◆ What needs to be done ◆
Going from the top of the data below, give again each line through the one containing "fn print_table<T: Tabled>(data: &[T])", both ends kept.

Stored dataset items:
==============================

//! Output formatting utilities.

use colored::Colorize;
use serde::Serialize;
use tabled::{
    settings::{object::Columns, Alignment, Modify, Style},
    Table, Tabled,
};

use greeny_calc::format_inr;

use crate::cli::OutputFormat;

/// Prints a calculation as a titled table, as JSON, or as its headline only.
pub fn print_report<T: Serialize>(
    title: &str,
    rows: &[KeyValue],
    headline: &str,
    json: &T,
    format: OutputFormat,
) -> anyhow::Result<()> {
    match format {
        OutputFormat::Table => {
            print_header(title);
            print_table(rows);
        }
        OutputFormat::Json => println!("{}", serde_json::to_string_pretty(json)?),
        OutputFormat::Minimal => println!("{}", headline),
    }
    Ok(())
}

/// Prints data as a formatted table.
fn print_table<T: Tabled>(data: &[T]) {
    if data.is_empty() {
        println!("No results.");
        return;
    }

    let table = Table::new(data)
        .with(Style::rounded())
        .with(Modify::new(Columns::first()).with(Alignment::left()))
        .with(Modify::new(Columns::last()).with(Alignment::right()))
        .to_string();

    println!("{}", table);
}

/// Prints an error message.
pub fn print_error(message: &str) {
    eprintln!("{} {}", "✗".red(), message);
}

/// Prints a header for a section.
pub fn print_header(title: &str) {
    println!("\n{}", title.bold().underline());
}

/// A key-value pair for display.
#[derive(Debug, Clone, Serialize, Tabled)]
pub struct KeyValue {
    #[tabled(rename = "Metric")]
    pub key: String,
    #[tabled(rename = "Value")]
    pub value: String,
}

impl KeyValue {
    /// Creates a new key-value pair.
    pub fn new(key: impl Into<String>, value: impl Into<String>) -> Self {
        Self {
            key: key.into(),
            value: value.into(),
        }
    }

    /// Creates a key-value pair formatted as rupees.
    pub fn rupees(key: impl Into<String>, amount: f64) -> Self {
        Self::new(key, format_inr(amount))
    }

    /// Creates a key-value pair formatted as an annual percentage.
    pub fn percent(key: impl Into<String>, value: f64) -> Self {
        Self::new(key, format!("{value}% p.a."))
    }

    /// Blank separator row.
    pub fn separator() -> Self {
        Self::new("", "")
    }
}
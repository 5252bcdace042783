//! API error responses.
//!
//! Every error body has the shape `{"success": false, "message": ...}`;
//! validation failures add an `errors` array. Internal detail never reaches
//! the client.

use std::time::Duration;

use axum::http::{header, HeaderValue, StatusCode};
use axum::response::{IntoResponse, Response};
use axum::Json;
use serde::Serialize;
use thiserror::Error;

use greeny_calc::CalcError;
use greeny_contact::{FailureReason, FieldError};

/// Client-facing messages.
pub mod messages {
    /// Contact submission accepted.
    pub const CONTACT_SUCCESS: &str =
        "Your inquiry has been submitted successfully. We will get back to you soon!";
    /// One or more fields failed validation.
    pub const VALIDATION_FAILED: &str = "Validation failed";
    /// Body was not a JSON object of the expected shape.
    pub const INVALID_BODY: &str = "Invalid request body";
    /// Rate limit exhausted.
    pub const RATE_LIMITED: &str = "Too many requests from this IP, please try again later.";
    /// Mail could not be delivered.
    pub const DELIVERY_FAILED: &str =
        "There was an error sending your message. Please try again later or contact us directly.";
    /// No route matched.
    pub const NOT_FOUND: &str = "Endpoint not found";
    /// Anything unexpected.
    pub const INTERNAL: &str = "Internal server error";
}

/// Errors returned by handlers.
#[derive(Debug, Error)]
pub enum ApiError {
    /// Field-level validation failures.
    #[error("validation failed on {} field(s)", .0.len())]
    Validation(Vec<FieldError>),

    /// The request body could not be read as the expected JSON.
    #[error("invalid request body: {0}")]
    InvalidBody(String),

    /// Calculator input out of domain.
    #[error(transparent)]
    Calculator(#[from] CalcError),

    /// Too many requests from one client.
    #[error("rate limited, retry after {0:?}")]
    RateLimited(Duration),

    /// Contact emails could not be delivered.
    #[error("mail delivery failed")]
    Delivery,

    /// No route matched.
    #[error("endpoint not found")]
    NotFound,

    /// Unexpected failure.
    #[error("internal server error")]
    Internal,
}

/// Result type for API operations.
pub type ApiResult<T> = Result<T, ApiError>;

impl From<FailureReason> for ApiError {
    fn from(reason: FailureReason) -> Self {
        match reason {
            FailureReason::Delivery => ApiError::Delivery,
            // The client sees the same message either way.
            FailureReason::Internal => ApiError::Delivery,
        }
    }
}

/// Error response body.
#[derive(Debug, Serialize)]
pub struct ErrorResponse {
    success: bool,
    message: String,
    #[serde(skip_serializing_if = "Option::is_none")]
    errors: Option<Vec<FieldError>>,
}

impl ErrorResponse {
    /// Body with just a message.
    pub fn new(message: impl Into<String>) -> Self {
        Self {
            success: false,
            message: message.into(),
            errors: None,
        }
    }
}

impl ApiError {
    /// HTTP status for this error.
    pub fn status(&self) -> StatusCode {
        match self {
            ApiError::Validation(_) | ApiError::InvalidBody(_) | ApiError::Calculator(_) => {
                StatusCode::BAD_REQUEST
            }
            ApiError::RateLimited(_) => StatusCode::TOO_MANY_REQUESTS,
            ApiError::NotFound => StatusCode::NOT_FOUND,
            ApiError::Delivery | ApiError::Internal => StatusCode::INTERNAL_SERVER_ERROR,
        }
    }
}

impl IntoResponse for ApiError {
    fn into_response(self) -> Response {
        let status = self.status();
        let body = match &self {
            ApiError::Validation(errors) => ErrorResponse {
                errors: Some(errors.clone()),
                ..ErrorResponse::new(messages::VALIDATION_FAILED)
            },
            ApiError::InvalidBody(_) => ErrorResponse::new(messages::INVALID_BODY),
            ApiError::Calculator(err) => ErrorResponse::new(err.to_string()),
            ApiError::RateLimited(_) => ErrorResponse::new(messages::RATE_LIMITED),
            ApiError::Delivery => ErrorResponse::new(messages::DELIVERY_FAILED),
            ApiError::NotFound => ErrorResponse::new(messages::NOT_FOUND),
            ApiError::Internal => ErrorResponse::new(messages::INTERNAL),
        };

        let mut response = (status, Json(body)).into_response();
        if let ApiError::RateLimited(retry_after) = self {
            // Round up so clients never retry early.
            let secs = retry_after.as_secs() + u64::from(retry_after.subsec_nanos() > 0);
            if let Ok(value) = HeaderValue::from_str(&secs.max(1).to_string()) {
                response.headers_mut().insert(header::RETRY_AFTER, value);
            }
        }
        response
    }
}
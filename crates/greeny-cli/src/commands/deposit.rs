//! Deposit command implementation.
//!
//! Calculates the maturity value of fixed, recurring and daily recurring
//! deposits.

use anyhow::Result;
use clap::Args;
use serde::Serialize;

use greeny_calc::{format_inr, DepositInputs, DepositKind, DepositResult, Tenure};

use crate::cli::OutputFormat;
use crate::commands::describe_tenure;
use crate::error::CliError;
use crate::output::{print_report, KeyValue};

/// Arguments for the deposit command.
#[derive(Args, Debug)]
pub struct DepositArgs {
    /// Deposit product: fd, rd or drd
    #[arg(short, long)]
    pub kind: DepositKind,

    /// Amount in rupees: lump sum for fd, per month for rd, per day for drd
    #[arg(short, long)]
    pub amount: f64,

    /// Annual interest rate (as percentage, e.g., 6.5 for 6.5%)
    #[arg(short, long)]
    pub rate: f64,

    /// Tenure years
    #[arg(short, long, default_value = "0")]
    pub years: u32,

    /// Tenure months, added to the years
    #[arg(short, long, default_value = "0")]
    pub months: u32,
}

/// JSON report.
#[derive(Debug, Serialize)]
struct DepositReport {
    inputs: DepositInputs,
    result: DepositResult,
}

/// Execute the deposit command.
pub fn execute(args: DepositArgs, format: OutputFormat) -> Result<()> {
    let tenure = Tenure::new(args.years, args.months);
    let inputs = DepositInputs::new(args.kind, args.amount, args.rate, tenure.total_months());
    let result = inputs.compute().map_err(CliError::deposit)?;

    let kind = inputs.kind();
    let rows = vec![
        KeyValue::new("Product", kind.to_string()),
        KeyValue::rupees(kind.amount_label(), inputs.amount()),
        KeyValue::percent("Interest Rate", inputs.annual_rate_percent()),
        KeyValue::new("Tenure", describe_tenure(inputs.tenure_months())),
        KeyValue::separator(),
        KeyValue::rupees("Total Investment", result.total_investment),
        KeyValue::rupees("Interest Earned", result.interest_earned),
        KeyValue::rupees("Maturity Value", result.maturity_value),
    ];

    print_report(
        &format!("{kind} Maturity"),
        &rows,
        &format_inr(result.maturity_value),
        &DepositReport { inputs, result },
        format,
    )
}
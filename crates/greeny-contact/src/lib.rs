//! # Greeny Contact
//!
//! The contact form pipeline of the Greeny Credit website.
//!
//! A submission moves through `Received → Validated → Rendered → Delivered`.
//! Validation failures stop it at `Rejected`; transport failures after
//! validation stop it at `DeliveryFailed`.
//!
//! - [`validation`]: field rules, reported all at once
//! - [`render`]: the organization notification and the submitter acknowledgment
//! - [`transport`]: the mail transport seam ([`MailConnector`], [`MailSession`])
//! - [`smtp`]: the SMTP implementation of that seam
//! - [`pipeline`]: orchestration with a scoped, time-bounded session
//!
//! ## Example
//!
//! ```rust
//! use greeny_contact::{validate, RawSubmission};
//!
//! let raw = RawSubmission {
//!     name: Some("Asha Rao".into()),
//!     email: Some("Asha.Rao@Example.com".into()),
//!     inquiry_type: Some("gold-loan".into()),
//!     message: Some("Please call me about gold loan rates.".into()),
//!     consent: Some(true.into()),
//!     ..Default::default()
//! };
//!
//! let submission = validate(&raw).unwrap();
//! assert_eq!(submission.email().as_str(), "asha.rao@example.com");
//! ```

#![warn(missing_docs)]
#![warn(clippy::all)]

pub mod email;
pub mod error;
pub mod inquiry;
pub mod phone;
pub mod pipeline;
pub mod render;
pub mod smtp;
pub mod submission;
pub mod transport;
pub mod validation;

pub use email::EmailAddress;
pub use error::{DeliveryError, DomainError, FieldError, TransportError};
pub use inquiry::InquiryType;
pub use phone::PhoneNumber;
pub use pipeline::{ContactPipeline, FailureReason, SubmissionOutcome};
pub use render::{render_acknowledgment, render_notification, EmailDocument, MailSettings, Mailbox};
pub use smtp::{SmtpConnector, SmtpSettings};
pub use submission::{ContactSubmission, RawSubmission};
pub use transport::{DeliveryReceipt, MailConnector, MailSession};
pub use validation::validate;
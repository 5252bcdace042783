//! Contact form endpoint.

use axum::extract::rejection::JsonRejection;
use axum::extract::State;
use axum::Json;
use serde::Serialize;
use tracing::debug;

use greeny_contact::{RawSubmission, SubmissionOutcome};

use crate::error::{messages, ApiError, ApiResult};
use crate::state::AppState;

/// Accepted submission response.
#[derive(Debug, Serialize)]
pub struct ContactResponse {
    pub success: bool,
    pub message: &'static str,
}

/// Validate, render and deliver a contact form submission.
///
/// Missing fields surface as field errors. A body that is not JSON, or has a
/// field of the wrong JSON type, is rejected as a whole.
pub async fn submit(
    State(state): State<AppState>,
    body: Result<Json<RawSubmission>, JsonRejection>,
) -> ApiResult<Json<ContactResponse>> {
    let Json(raw) = body.map_err(|rejection| {
        debug!(error = %rejection.body_text(), "Unreadable contact body");
        ApiError::InvalidBody(rejection.body_text())
    })?;

    match state.contact.handle_submission(&raw).await {
        SubmissionOutcome::Delivered(_) => Ok(Json(ContactResponse {
            success: true,
            message: messages::CONTACT_SUCCESS,
        })),
        SubmissionOutcome::Rejected(errors) => Err(ApiError::Validation(errors)),
        SubmissionOutcome::Failed(reason) => Err(reason.into()),
    }
}
//! Display formatting for calculator results.

/// Formats an amount in rupees with two decimals, e.g. `₹ 8791.59`.
///
/// Non-finite amounts render as `₹ --`.
pub fn format_inr(amount: f64) -> String {
    if amount.is_finite() {
        format!("₹ {:.2}", amount)
    } else {
        "₹ --".to_string()
    }
}

#[cfg(test)]
mod tests {
    use super::*;

    #[test]
    fn test_format_inr() {
        assert_eq!(format_inr(8791.588723), "₹ 8791.59");
        assert_eq!(format_inr(0.0), "₹ 0.00");
        assert_eq!(format_inr(-12.5), "₹ -12.50");
        assert_eq!(format_inr(f64::NAN), "₹ --");
    }
}
//! HTTP route handlers.

pub mod calculators;
pub mod contact;
pub mod health;

use crate::error::ApiError;

/// Fallback for unmatched routes.
pub async fn not_found() -> ApiError {
    ApiError::NotFound
}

==============================

◆ Solved exercise ◆
//! Output formatting utilities.

use colored::Colorize;
use serde::Serialize;
use tabled::{
    settings::{object::Columns, Alignment, Modify, Style},
    Table, Tabled,
};

use greeny_calc::format_inr;

use crate::cli::OutputFormat;

/// Prints a calculation as a titled table, as JSON, or as its headline only.
pub fn print_report<T: Serialize>(
    title: &str,
    rows: &[KeyValue],
    headline: &str,
    json: &T,
    format: OutputFormat,
) -> anyhow::Result<()> {
    match format {
        OutputFormat::Table => {
            print_header(title);
            print_table(rows);
        }
        OutputFormat::Json => println!("{}", serde_json::to_string_pretty(json)?),
        OutputFormat::Minimal => println!("{}", headline),
    }
    Ok(())
}

/// Prints data as a formatted table.
fn print_table<T: Tabled>(data: &[T]) {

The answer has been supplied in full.